use heinet::prelude::*;
use tracing::{info, warn};

/// Floats reserved on the device when running with `--tier gpu`.
const GPU_ARENA_FLOATS: usize = 16 << 20;

const SEQUENCE: [[f32; 4]; 8] = [
    [0.0, 1.0, 0.0, 0.0],
    [0.0, 0.0, 0.0, 1.0],
    [0.0, 0.0, 0.0, 1.0],
    [0.0, 1.0, 0.0, 0.0],
    [1.0, 0.0, 0.0, 0.0],
    [0.0, 1.0, 0.0, 0.0],
    [0.0, 0.0, 1.0, 0.0],
    [1.0, 0.0, 0.0, 0.0],
];

struct Options {
    config: Option<String>,
    tier: Option<ExecutionTier>,
    steps: Option<usize>,
}

fn main() {
    tracing_subscriber::fmt::init();

    let mut args = std::env::args().skip(1).peekable();
    let command = match args.peek() {
        Some(a) if !a.starts_with("--") => args.next(),
        _ => None,
    };

    let mut opts = Options {
        config: None,
        tier: None,
        steps: None,
    };
    while let Some(flag) = args.next() {
        match flag.as_str() {
            "--help" | "-h" => {
                print_help();
                return;
            }
            "--config" => opts.config = Some(value(&mut args, "--config")),
            "--tier" => {
                let raw = value(&mut args, "--tier");
                match ExecutionTier::parse(&raw) {
                    Some(t) => opts.tier = Some(t),
                    None => fail(&format!("Unknown tier: {raw}")),
                }
            }
            "--steps" => {
                let raw = value(&mut args, "--steps");
                match raw.parse() {
                    Ok(n) => opts.steps = Some(n),
                    Err(_) => fail(&format!("Invalid step count: {raw}")),
                }
            }
            other => fail(&format!("Unknown option: {other}")),
        }
    }

    let result = match command.as_deref() {
        None | Some("prediction") => run_prediction(&opts),
        Some("sparsity") => run_sparsity(&opts),
        Some("help") => {
            print_help();
            Ok(())
        }
        Some(other) => {
            eprintln!("Unknown command: {other}");
            print_help();
            std::process::exit(2);
        }
    };

    if let Err(e) = result {
        eprintln!("error: {e}");
        std::process::exit(1);
    }
}

fn print_help() {
    println!("heinet (hierarchical E/I sparse coding)");
    println!("usage:");
    println!("  heinet [prediction] [options]   learn to forecast an 8-step sequence");
    println!("  heinet sparsity [options]       zero-input homeostasis run");
    println!("options:");
    println!("  --config <file.json>            network configuration");
    println!("  --tier scalar|parallel|gpu      execution tier");
    println!("  --steps <n>                     training cycles");
    println!("  --help");
}

fn value(args: &mut impl Iterator<Item = String>, flag: &str) -> String {
    match args.next() {
        Some(v) => v,
        None => fail(&format!("{flag} needs a value")),
    }
}

fn fail(msg: &str) -> ! {
    eprintln!("{msg}");
    print_help();
    std::process::exit(2);
}

fn load_config(opts: &Options) -> Result<NetworkConfig> {
    let mut config = match &opts.config {
        Some(path) => NetworkConfig::load(path)?,
        None => NetworkConfig::default(),
    };
    if let Some(tier) = opts.tier {
        config = config.with_execution_tier(tier);
    }
    config.validate()?;
    Ok(config)
}

/// Zero mean, unit variance over the four inputs.
fn normalized(frame: &[f32; 4]) -> [f32; 4] {
    let mean = frame.iter().sum::<f32>() / frame.len() as f32;
    let variance = frame.iter().map(|v| (v - mean) * (v - mean)).sum::<f32>() / frame.len() as f32;
    let inv = if variance > 0.0 { 1.0 / variance.sqrt() } else { 0.0 };
    frame.map(|v| (v - mean) * inv)
}

fn signs(values: &[f32]) -> String {
    values.iter().map(|v| if *v > 0.0 { '+' } else { '-' }).collect()
}

fn run_prediction(opts: &Options) -> Result<()> {
    let config = load_config(opts)?;
    if config.input.area() != 4 {
        warn!(input = %config.input, "prediction demo feeds 4 inputs; overriding input extent");
    }
    let config = NetworkConfig {
        input: Extent::new(2, 2),
        ..config
    };
    let steps = opts.steps.unwrap_or(8 * 400);

    let mut backend = open_backend(config.execution_tier, GPU_ARENA_FLOATS);
    info!(backend = backend.name(), steps, "prediction demo");
    let backend = backend.as_mut();

    let mut net = Hierarchy::from_config(&config, backend)?;
    let neutral = Hierarchy::allocate_neutral(backend)?;
    let frames = SEQUENCE
        .iter()
        .map(|f| backend.allocate_with(config.input.field(), &normalized(f)))
        .collect::<std::result::Result<Vec<_>, _>>()?;
    let params = config.step_params();

    let mut hits = 0usize;
    for t in 0..steps {
        let s = t % SEQUENCE.len();
        let truth = normalized(&SEQUENCE[s]);
        let forecast = net.read_prediction(backend)?;
        let correct = signs(&forecast) == signs(&truth);
        if correct {
            hits += 1;
        }

        net.step(backend, frames[s], neutral, &params)?;

        let last_round = steps.saturating_sub(SEQUENCE.len());
        if t >= last_round {
            if t == last_round {
                println!("sequence:");
            }
            println!(
                "  {s}: input {} forecast {} {}",
                signs(&truth),
                signs(&forecast),
                if correct { "ok" } else { "miss" }
            );
        }
    }

    info!(
        accuracy = hits as f32 / steps.max(1) as f32,
        "prediction demo finished"
    );
    Ok(())
}

fn run_sparsity(opts: &Options) -> Result<()> {
    let config = load_config(opts)?;
    let steps = opts.steps.unwrap_or(50);

    let mut backend = open_backend(config.execution_tier, GPU_ARENA_FLOATS);
    info!(backend = backend.name(), steps, "sparsity demo");
    let backend = backend.as_mut();

    let mut net = Hierarchy::from_config(&config, backend)?;
    let neutral = Hierarchy::allocate_neutral(backend)?;
    let input = backend.allocate(config.input.field())?;
    let params = config.step_params();

    for t in 0..steps {
        net.update(backend, input, neutral, &params.activation, params.iterations)?;
        net.learn(backend, input, neutral, &params.learn, &params.sparsity)?;
        net.step_end();
        if t % 10 == 0 {
            let stats = net.stats(backend)?;
            info!(
                t,
                e_long = stats[0].e.mean_long_average,
                e_threshold = stats[0].e.mean_threshold,
                "homeostasis"
            );
        }
    }

    for (l, layer) in net.layers().iter().enumerate() {
        let long = backend.readback(layer.e().long_averages.previous())?;
        let worst = long
            .iter()
            .map(|v| (v - params.sparsity.e).abs())
            .fold(0.0f32, f32::max);
        println!(
            "layer {l}: target {:.3} mean {:.4} max error {:.4}",
            params.sparsity.e,
            long.iter().sum::<f32>() / long.len().max(1) as f32,
            worst
        );
    }
    Ok(())
}
//! # heinet
//!
//! Hierarchical excitatory/inhibitory sparse coding with local learning.
//!
//! Each layer pairs an excitatory and an inhibitory population on 2D grids.
//! Units integrate windowed input, fire against adaptive thresholds and
//! learn with local Hebbian-style rules; lateral and top-down inhibition
//! keep the code sparse. Layers stack into a [`hierarchy::Hierarchy`] whose
//! bottom-layer activity feeds a linear head that forecasts the next input.
//!
//! ## Quick Start
//!
//! ```
//! use heinet::prelude::*;
//!
//! let config = NetworkConfig::default().with_seed(42);
//! let mut backend = HostBackend::new(ExecutionTier::Scalar);
//! let mut net = Hierarchy::from_config(&config, &mut backend)?;
//!
//! let input = backend.allocate_with(config.input.field(), &[1.0, 0.0, 0.0, 0.0])?;
//! let neutral = Hierarchy::allocate_neutral(&mut backend)?;
//! net.step(&mut backend, input, neutral, &config.step_params())?;
//!
//! let forecast = net.read_prediction(&mut backend)?;
//! assert_eq!(forecast.len(), 4);
//! # Ok::<(), heinet::Error>(())
//! ```
//!
//! ## Feature Flags
//!
//! - `serde` (default): Serialization of configuration types, JSON config files
//! - `parallel`: Run host kernels across units via rayon
//! - `gpu`: Run kernels as wgpu compute shaders
//!
//! ## Modules
//!
//! - [`hierarchy`]: Layer stack, settling schedule and prediction head
//! - [`layer`]: One excitatory/inhibitory layer
//! - [`backend`]: Device abstraction and kernel dispatch descriptions
//! - [`host`]: CPU backend
//! - [`config`]: Geometry, parameters and config generation

#[path = "core/error.rs"]
pub mod error;

#[path = "core/prng.rs"]
pub mod prng;

#[path = "core/tensor.rs"]
pub mod tensor;

#[path = "core/field.rs"]
pub mod field;

#[path = "core/config.rs"]
pub mod config;

#[path = "core/rule.rs"]
pub mod rule;

#[path = "core/backend.rs"]
pub mod backend;

#[path = "core/host.rs"]
pub mod host;

#[cfg(feature = "gpu")]
#[path = "core/gpu.rs"]
pub mod gpu;

#[path = "core/layer.rs"]
pub mod layer;

#[path = "core/hierarchy.rs"]
pub mod hierarchy;

pub use error::{BackendError, Error, Result};

pub mod prelude {
    pub use crate::backend::{open_backend, ComputeBackend, ExecutionTier};
    pub use crate::config::{
        generate_configs_from_sizes, ActivationParams, InitParams, InputCoding, LayerConfig,
        LearnRates, NetworkConfig, Radii, SparsityTargets, StepParams, WeightRange,
    };
    pub use crate::error::{BackendError, Error, Result};
    pub use crate::hierarchy::Hierarchy;
    pub use crate::host::HostBackend;
    pub use crate::layer::{Layer, LayerStats};
    pub use crate::prng::Prng;
    pub use crate::rule::{LeakyRule, SpikingRule, UpdateRule};
    pub use crate::tensor::{DoubleBuffer, Extent, Shape, Tensor};
}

● ● ● ● ●

Only the lines above starting at the one containing "adaptive thresholds and" and ending at the one containing "One excitatory/inhibitory layer", both included, are to be returned, exactly as they read.

WRITTEN SOLUTION »
//! Units integrate windowed input, fire against adaptive thresholds and
//! learn with local Hebbian-style rules; lateral and top-down inhibition
//! keep the code sparse. Layers stack into a [`hierarchy::Hierarchy`] whose
//! bottom-layer activity feeds a linear head that forecasts the next input.
//!
//! ## Quick Start
//!
//! ```
//! use heinet::prelude::*;
//!
//! let config = NetworkConfig::default().with_seed(42);
//! let mut backend = HostBackend::new(ExecutionTier::Scalar);
//! let mut net = Hierarchy::from_config(&config, &mut backend)?;
//!
//! let input = backend.allocate_with(config.input.field(), &[1.0, 0.0, 0.0, 0.0])?;
//! let neutral = Hierarchy::allocate_neutral(&mut backend)?;
//! net.step(&mut backend, input, neutral, &config.step_params())?;
//!
//! let forecast = net.read_prediction(&mut backend)?;
//! assert_eq!(forecast.len(), 4);
//! # Ok::<(), heinet::Error>(())
//! ```
//!
//! ## Feature Flags
//!
//! - `serde` (default): Serialization of configuration types, JSON config files
//! - `parallel`: Run host kernels across units via rayon
//! - `gpu`: Run kernels as wgpu compute shaders
//!
//! ## Modules
//!
//! - [`hierarchy`]: Layer stack, settling schedule and prediction head
//! - [`layer`]: One excitatory/inhibitory layer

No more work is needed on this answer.